Der Wandel hin zu einem legalen Marktführer, der Umgang mit der ursprünglichen Fansub-Community, strategische Übernahmen, Preiserhöhungen und jüngste Entscheidungen im Umgang mit Nutzern werfen bis heute Fragen auf. Der folgende Artikel beleuchtet die wichtigsten Stationen dieser Entwicklung und warum Crunchyroll trotz seines Erfolgs zunehmend in der Kritik steht.
Vom Fansub-Projekt zur legalen Plattform
Gegründet im Jahr 2006, begann Crunchyroll ursprünglich als Plattform für nicht lizenzierte Anime-Inhalte. Fansubber – freiwillige Übersetzer – lieferten Inhalte mit aufwendigen Untertiteln, inklusive Karaoke-Effekten, farblich markierten Dialogen und kulturellen Anmerkungen.
Nach einer Investition von 4 Millionen US-Dollar im Jahr 2009 vollzog Crunchyroll den Wechsel zu einem legalen Geschäftsmodell. Dabei wurden die Fansubber, die maßgeblich zum Aufbau der Plattform beigetragen hatten, weder erwähnt noch entschädigt. Dieser Schritt wird bis heute von Teilen der Community kritisch gesehen.

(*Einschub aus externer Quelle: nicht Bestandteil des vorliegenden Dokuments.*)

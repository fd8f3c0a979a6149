//! Distribution of a length among adjustable regions.

/// Bounds of one adjustable region, in pixels.
#[derive(Debug, Clone, Copy, PartialEq)]
pub struct Bounds {
    pub min: f64,
    pub max: f64,
}

impl Bounds {
    pub const UNBOUNDED: Self = Self {
        min: 0.0,
        max: f64::INFINITY,
    };

    pub fn new(min: f64, max: f64) -> Self {
        Self { min, max }
    }

    pub fn clamp(&self, size: f64) -> f64 {
        let mut result = size.max(self.min);
        if result > self.max {
            result = self.max.max(self.min);
        }
        result
    }
}

/// Share `remaining` among regions bounded by `bounds`.
///
/// Every region starts with an equal share. Regions whose minimum exceeds
/// the share are pegged to it and removed, then regions whose maximum is
/// below the share; the rest re-share what is left. Minimums are always
/// honored before maximums, so a short row overflows instead of violating a
/// minimum.
pub fn distribute(remaining: f64, bounds: &[Bounds]) -> Vec<f64> {
    let mut sizes = vec![0.0; bounds.len()];
    let mut active: Vec<usize> = (0..bounds.len()).collect();
    let mut remaining = remaining;

    while !active.is_empty() {
        let share = remaining / active.len() as f64;

        let (pegged, rest): (Vec<usize>, Vec<usize>) =
            active.iter().partition(|&&i| bounds[i].min > share);
        if !pegged.is_empty() {
            for i in pegged {
                sizes[i] = bounds[i].min;
                remaining -= bounds[i].min;
            }
            active = rest;
            continue;
        }

        let (pegged, rest): (Vec<usize>, Vec<usize>) =
            active.iter().partition(|&&i| bounds[i].max < share);
        if !pegged.is_empty() {
            for i in pegged {
                sizes[i] = bounds[i].max;
                remaining -= bounds[i].max;
            }
            active = rest;
            continue;
        }

        for i in active.drain(..) {
            sizes[i] = share;
        }
    }

    sizes
}

/// Lay `sizes` end to end from `start`, separated by `gaps[i]` after entry
/// `i`. Sub-pixel remainders carry forward so the rounded spans tile
/// without drift. Returns `(start, length)` per entry.
pub fn assign_spans(start: i32, sizes: &[f64], gaps: &[f64]) -> Vec<(i32, i32)> {
    let mut cursor = start as f64;
    let mut spans = Vec::with_capacity(sizes.len());
    for (i, size) in sizes.iter().enumerate() {
        let begin = cursor.round() as i32;
        let end = (cursor + size.max(0.0)).round() as i32;
        spans.push((begin, (end - begin).max(0)));
        cursor += size.max(0.0);
        cursor += gaps.get(i).copied().unwrap_or(0.0);
    }
    spans
}

#[cfg(test)]
mod tests {
    use super::*;

    #[test]
    fn test_equal_share() {
        assert_eq!(
            distribute(90.0, &[Bounds::UNBOUNDED; 3]),
            vec![30.0, 30.0, 30.0]
        );
    }

    #[test]
    fn test_min_takes_priority() {
        let sizes = distribute(100.0, &[Bounds::new(80.0, f64::INFINITY), Bounds::UNBOUNDED]);
        assert_eq!(sizes, vec![80.0, 20.0]);
    }

    #[test]
    fn test_max_pegs_and_redistributes() {
        let sizes = distribute(
            300.0,
            &[Bounds::new(0.0, 50.0), Bounds::UNBOUNDED, Bounds::UNBOUNDED],
        );
        assert_eq!(sizes, vec![50.0, 125.0, 125.0]);
    }

    #[test]
    fn test_min_before_max() {
        // Not enough room: the minimum wins and the row overflows.
        let sizes = distribute(
            100.0,
            &[Bounds::new(70.0, 80.0), Bounds::new(60.0, f64::INFINITY)],
        );
        assert_eq!(sizes, vec![70.0, 60.0]);
    }

    #[test]
    fn test_negative_remaining_pegs_to_min() {
        let sizes = distribute(-20.0, &[Bounds::UNBOUNDED, Bounds::new(10.0, 20.0)]);
        assert_eq!(sizes, vec![0.0, 10.0]);
    }

    #[test]
    fn test_spans_carry_remainder() {
        let spans = assign_spans(0, &[100.0 / 3.0; 3], &[]);
        assert_eq!(spans, vec![(0, 33), (33, 34), (67, 33)]);
        let total: i32 = spans.iter().map(|(_, len)| len).sum();
        assert_eq!(total, 100);
    }

    #[test]
    fn test_spans_with_gaps() {
        let spans = assign_spans(10, &[20.0, 20.0], &[5.0]);
        assert_eq!(spans, vec![(10, 20), (35, 20)]);
    }

    #[test]
    fn test_bounds_clamp() {
        let bounds = Bounds::new(10.0, 20.0);
        assert_eq!(bounds.clamp(5.0), 10.0);
        assert_eq!(bounds.clamp(25.0), 20.0);
        assert_eq!(Bounds::new(30.0, 20.0).clamp(25.0), 30.0);
    }
}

Expansion, Übernahmen und Kritik
Ein zentraler Wendepunkt war die Übernahme durch Sony im Jahr 2021 für rund 1,175 Milliarden US-Dollar. In der Folge wurde 2022 auch Funimation integriert und schließlich im April 2024 eingestellt, wodurch ein bedeutender Wettbewerber verschwand.

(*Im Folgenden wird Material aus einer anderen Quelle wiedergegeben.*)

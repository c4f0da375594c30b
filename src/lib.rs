#[macro_use]
extern crate quick_error;
#[macro_use]
extern crate log;

pub mod benchmark;
mod queue;

pub use cpq_skiplist::{
    Comparator, ConcurrentPriorityQueue, Entries, NaturalOrder, QueueBuilder, QueueError,
    DEFAULT_DELETE_THRESHOLD, DEFAULT_HEIGHT,
};
pub use queue::locking::LockingPriorityQueue;
pub use queue::PriorityQueue;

Parallel dazu kam es mehrfach zu Preiserhöhungen bei den Abonnementmodellen, zuletzt im Februar 2026. Kritiker bemängeln, dass gleichzeitig Funktionen reduziert oder eingestellt wurden, darunter der Manga-Service (zunächst 2016 beendet, später eingeschränkt neu gestartet) sowie die komplette Games-Sparte, die 2024 ohne große Ankündigung eingestellt wurde.

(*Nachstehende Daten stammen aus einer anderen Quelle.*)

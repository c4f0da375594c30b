use crossbeam::epoch::{Atomic, Guard, Shared};
use spin::{Mutex, MutexGuard};
use std::sync::atomic::{self, AtomicBool, AtomicUsize, Ordering};

// Set on every successor slot of a node whose last incoming link is gone. A marked slot no longer
// owns a reference and refuses writes, but still leads readers to the old successor.
const RETIRED: usize = 1;

/// Successor slots of a node or of the head sentinel. A null slot is the tail.
///
/// Every unmarked non-null slot owns one reference on its target, so writes go through `store` and
/// `compare_and_set`, which keep the counts balanced.
pub struct Tower<K, V> {
    successors: Box<[Atomic<Node<K, V>>]>,
}

impl<K, V> Tower<K, V> {
    pub fn new(height: usize) -> Tower<K, V> {
        Tower {
            successors: (0..height).map(|_| Atomic::null()).collect(),
        }
    }

    pub fn height(&self) -> usize {
        self.successors.len()
    }

    pub fn load<'g>(&self, level: usize, guard: &'g Guard) -> Shared<'g, Node<K, V>> {
        self.successors[level]
            .load(Ordering::Acquire, guard)
            .with_tag(0)
    }

    /// Points `level` at `new`. Returns false, leaving the slot untouched, if `new` has already been
    /// retired.
    ///
    /// # Safety
    ///
    /// `new` must have been loaded under `guard`. The tower must not be retired: it belongs to the
    /// head, or to a node kept alive by the caller's own reference or by a link the caller relies
    /// on. Nobody else may write `level` concurrently.
    pub unsafe fn store<'g>(
        &self,
        level: usize,
        new: Shared<'g, Node<K, V>>,
        guard: &'g Guard,
    ) -> bool {
        if !Node::acquire(new) {
            return false;
        }
        let old = self.successors[level].swap(new, Ordering::AcqRel, guard);
        Node::release(old, guard);
        true
    }

    /// Swings `level` from `current` to `new`. Fails if the slot changed, if its node has been
    /// retired or if `new` has.
    ///
    /// # Safety
    ///
    /// `current` and `new` must have been loaded under `guard`.
    pub unsafe fn compare_and_set<'g>(
        &self,
        level: usize,
        current: Shared<'g, Node<K, V>>,
        new: Shared<'g, Node<K, V>>,
        guard: &'g Guard,
    ) -> bool {
        if !Node::acquire(new) {
            return false;
        }
        match self.successors[level].compare_and_set(current, new, Ordering::AcqRel, guard) {
            Ok(_) => {
                Node::release(current, guard);
                true
            }
            Err(_) => {
                Node::release(new, guard);
                false
            }
        }
    }

    /// Marks every slot and hands back what they pointed at.
    fn retire(&self, retired: &mut Vec<*const Node<K, V>>, guard: &Guard) {
        for slot in self.successors.iter() {
            let old = slot.fetch_or(RETIRED, Ordering::AcqRel, guard);
            if !old.is_null() {
                retired.push(old.as_raw());
            }
        }
    }
}

pub struct Node<K, V> {
    pub key: K,
    // Doubles as the node lock: `deleted` only flips with it held.
    value: Mutex<Option<V>>,
    deleted: AtomicBool,
    inserting: AtomicBool,
    // Links pointing at this node, plus the inserter's own reference while enqueue runs.
    refs: AtomicUsize,
    pub tower: Tower<K, V>,
}

impl<K, V> Node<K, V> {
    /// Allocates a node holding a single reference, owned by the caller.
    pub fn allocate<'g>(key: K, value: V, height: usize, _guard: &'g Guard) -> Shared<'g, Self> {
        let node = Box::new(Node {
            key,
            value: Mutex::new(Some(value)),
            deleted: AtomicBool::new(false),
            inserting: AtomicBool::new(true),
            refs: AtomicUsize::new(1),
            tower: Tower::new(height),
        });
        Shared::from(Box::into_raw(node) as *const Self)
    }

    pub fn is_deleted(&self) -> bool {
        self.deleted.load(Ordering::Acquire)
    }

    pub fn is_inserting(&self) -> bool {
        self.inserting.load(Ordering::Acquire)
    }

    pub fn finish_inserting(&self) {
        self.inserting.store(false, Ordering::Release);
    }

    pub fn lock(&self) -> NodeGuard<'_, K, V> {
        NodeGuard {
            node: self,
            value: self.value.lock(),
        }
    }

    /// Takes a reference unless the count already reached zero. The null tail always succeeds.
    unsafe fn acquire(node: Shared<'_, Self>) -> bool {
        let node = match node.as_ref() {
            Some(node) => node,
            None => return true,
        };
        let mut refs = node.refs.load(Ordering::Relaxed);
        loop {
            if refs == 0 {
                return false;
            }
            match node.refs.compare_exchange_weak(
                refs,
                refs + 1,
                Ordering::Relaxed,
                Ordering::Relaxed,
            ) {
                Ok(_) => return true,
                Err(current) => refs = current,
            }
        }
    }

    /// Drops a reference. When the last one goes the node's own links are dropped at once, so a
    /// whole unreachable chain is retired in one pass and freed in one batch once no pinned thread
    /// can still observe it.
    pub unsafe fn release(node: Shared<'_, Self>, guard: &Guard) {
        let mut pending = vec![node.as_raw()];
        let mut retired = Vec::new();

        while let Some(raw) = pending.pop() {
            let node = match raw.as_ref() {
                Some(node) => node,
                None => continue,
            };
            if node.refs.fetch_sub(1, Ordering::Release) == 1 {
                atomic::fence(Ordering::Acquire);
                node.tower.retire(&mut pending, guard);
                retired.push(raw as *mut Self);
            }
        }

        if !retired.is_empty() {
            trace!("retiring {} nodes", retired.len());
            guard.defer_unchecked(move || {
                for raw in retired {
                    drop(Box::from_raw(raw));
                }
            });
        }
    }

    #[cfg(test)]
    pub fn refs(&self) -> usize {
        self.refs.load(Ordering::Acquire)
    }
}

/// A locked node. Liveness checks and value access happen through it.
pub struct NodeGuard<'a, K, V> {
    node: &'a Node<K, V>,
    value: MutexGuard<'a, Option<V>>,
}

impl<'a, K, V> NodeGuard<'a, K, V> {
    /// Marks the node deleted and moves its value out. `None` if another thread got there first.
    pub fn claim(&mut self) -> Option<V> {
        if self.node.is_deleted() {
            return None;
        }
        self.node.deleted.store(true, Ordering::Release);
        self.value.take()
    }

    pub fn mark_deleted(&mut self) {
        self.node.deleted.store(true, Ordering::Release);
    }

    pub fn value(&self) -> Option<&V> {
        if self.node.is_deleted() {
            return None;
        }
        self.value.as_ref()
    }
}

#[cfg(test)]
mod tests {
    use super::*;
    use crossbeam::epoch;
    use std::sync::Arc;
    use std::thread;

    #[test]
    fn claim_happens_once() {
        let guard = &epoch::pin();
        let node = Node::allocate(1, "one".to_string(), 1, guard);
        let node_ref = unsafe { node.deref() };

        assert_eq!(node_ref.lock().value().map(String::as_str), Some("one"));
        assert_eq!(node_ref.lock().claim(), Some("one".to_string()));
        assert!(node_ref.is_deleted());
        assert_eq!(node_ref.lock().claim(), None);
        assert_eq!(node_ref.lock().value(), None);

        unsafe { Node::release(node, guard) };
    }

    #[test]
    fn concurrent_claims_hand_out_the_value_once() {
        let guard = &epoch::pin();
        let node = Node::allocate(1, 1, 1, guard);
        let raw = node.as_raw() as usize;

        let handles: Vec<_> = (0..8)
            .map(|_| {
                thread::spawn(move || {
                    let node = unsafe { &*(raw as *const Node<i32, i32>) };
                    node.lock().claim().is_some()
                })
            })
            .collect();
        let claimed = handles
            .into_iter()
            .map(|handle| handle.join().unwrap())
            .filter(|claimed| *claimed)
            .count();

        assert_eq!(claimed, 1);
        unsafe { Node::release(node, guard) };
    }

    #[test]
    fn links_hold_references() {
        let guard = &epoch::pin();
        let head: Tower<i32, i32> = Tower::new(2);
        let node = Node::allocate(1, 1, 2, guard);
        let node_ref = unsafe { node.deref() };

        unsafe {
            assert!(head.store(0, node, guard));
            assert!(head.compare_and_set(1, Shared::null(), node, guard));
        }
        assert_eq!(node_ref.refs(), 3);

        unsafe { Node::release(node, guard) };
        assert_eq!(node_ref.refs(), 2);

        unsafe {
            assert!(!head.compare_and_set(1, Shared::null(), node, guard));
            assert_eq!(node_ref.refs(), 2);
            assert!(head.store(1, Shared::null(), guard));
            assert!(head.store(0, Shared::null(), guard));
        }
    }

    #[test]
    fn retired_nodes_cannot_be_linked() {
        let guard = &epoch::pin();
        let head: Tower<i32, i32> = Tower::new(1);
        let node = Node::allocate(1, 1, 1, guard);

        unsafe {
            Node::release(node, guard);
            assert!(!head.store(0, node, guard));
        }
        assert!(head.load(0, guard).is_null());
    }

    #[test]
    fn retired_towers_refuse_writes_but_keep_their_successors() {
        let guard = &epoch::pin();
        let head: Tower<i32, i32> = Tower::new(1);
        let first = Node::allocate(1, 1, 1, guard);
        let second = Node::allocate(2, 2, 1, guard);
        let late = Node::allocate(3, 3, 1, guard);
        let (first_ref, second_ref) = unsafe { (first.deref(), second.deref()) };

        unsafe {
            assert!(first_ref.tower.store(0, second, guard));
            assert!(head.store(0, first, guard));
            Node::release(first, guard);
            assert_eq!(second_ref.refs(), 2);

            // Unlinking `first` drops its link on `second` at once.
            assert!(head.store(0, Shared::null(), guard));
            assert_eq!(second_ref.refs(), 1);
            assert!(first_ref.tower.load(0, guard) == second);
            assert!(!first_ref.tower.compare_and_set(0, second, late, guard));

            Node::release(second, guard);
            Node::release(late, guard);
        }
    }

    #[test]
    fn unlinked_chain_is_retired_in_one_pass() {
        struct Counted(Arc<AtomicUsize>);

        impl Drop for Counted {
            fn drop(&mut self) {
                self.0.fetch_add(1, Ordering::SeqCst);
            }
        }

        let dropped = Arc::new(AtomicUsize::new(0));
        {
            let guard = &epoch::pin();
            let head: Tower<Counted, ()> = Tower::new(1);
            let mut last = Shared::null();
            for _ in 0..1000 {
                let node = Node::allocate(Counted(dropped.clone()), (), 1, guard);
                unsafe {
                    assert!(node.deref().tower.store(0, last, guard));
                    Node::release(last, guard);
                }
                last = node;
            }
            unsafe {
                assert!(head.store(0, last, guard));
                Node::release(last, guard);
                assert!(head.store(0, Shared::null(), guard));
            }
        }

        for _ in 0..1000 {
            if dropped.load(Ordering::SeqCst) == 1000 {
                break;
            }
            epoch::pin().flush();
            thread::yield_now();
        }
        assert_eq!(dropped.load(Ordering::SeqCst), 1000);
    }

    #[test]
    fn inserting_flag_is_cleared() {
        let guard = &epoch::pin();
        let node = Node::allocate(1, 1, 1, guard);
        let node_ref = unsafe { node.deref() };
        assert!(node_ref.is_inserting());
        node_ref.finish_inserting();
        assert!(!node_ref.is_inserting());
        unsafe { Node::release(node, guard) };
    }
}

Auch technische und inhaltliche Aspekte stehen in der Kritik:
- Vereinfachte oder reduzierte Untertitelgestaltung
- Einsatz automatisierter Übersetzungen in Einzelfällen
- Streaming häufig nur in zensierten TV-Versionen
Community und Transparenz im Fokus
Die Beziehung zur Community hat sich ebenfalls verändert. Im Juli 2024 deaktivierte Crunchyroll die Kommentarfunktion unter Episoden und News-Beiträgen vollständig. Zudem wird dem Unternehmen mangelnde Transparenz vorgeworfen, etwa im Umgang mit technischen Änderungen bei Untertitel-Tools oder bei einem Datenvorfall im März 2026, zu dem es keine öffentliche Stellungnahme gab.
Gleichzeitig positioniert sich Crunchyroll aktiv gegen Anime-Piraterie – ein deutlicher Kontrast zu den eigenen Ursprüngen. Während offizielle Angebote reguliert und lizenziert sind, greifen einige Nutzer weiterhin auf alternative Quellen zurück, die oft unzensierte Inhalte und detailliertere Untertitel bieten.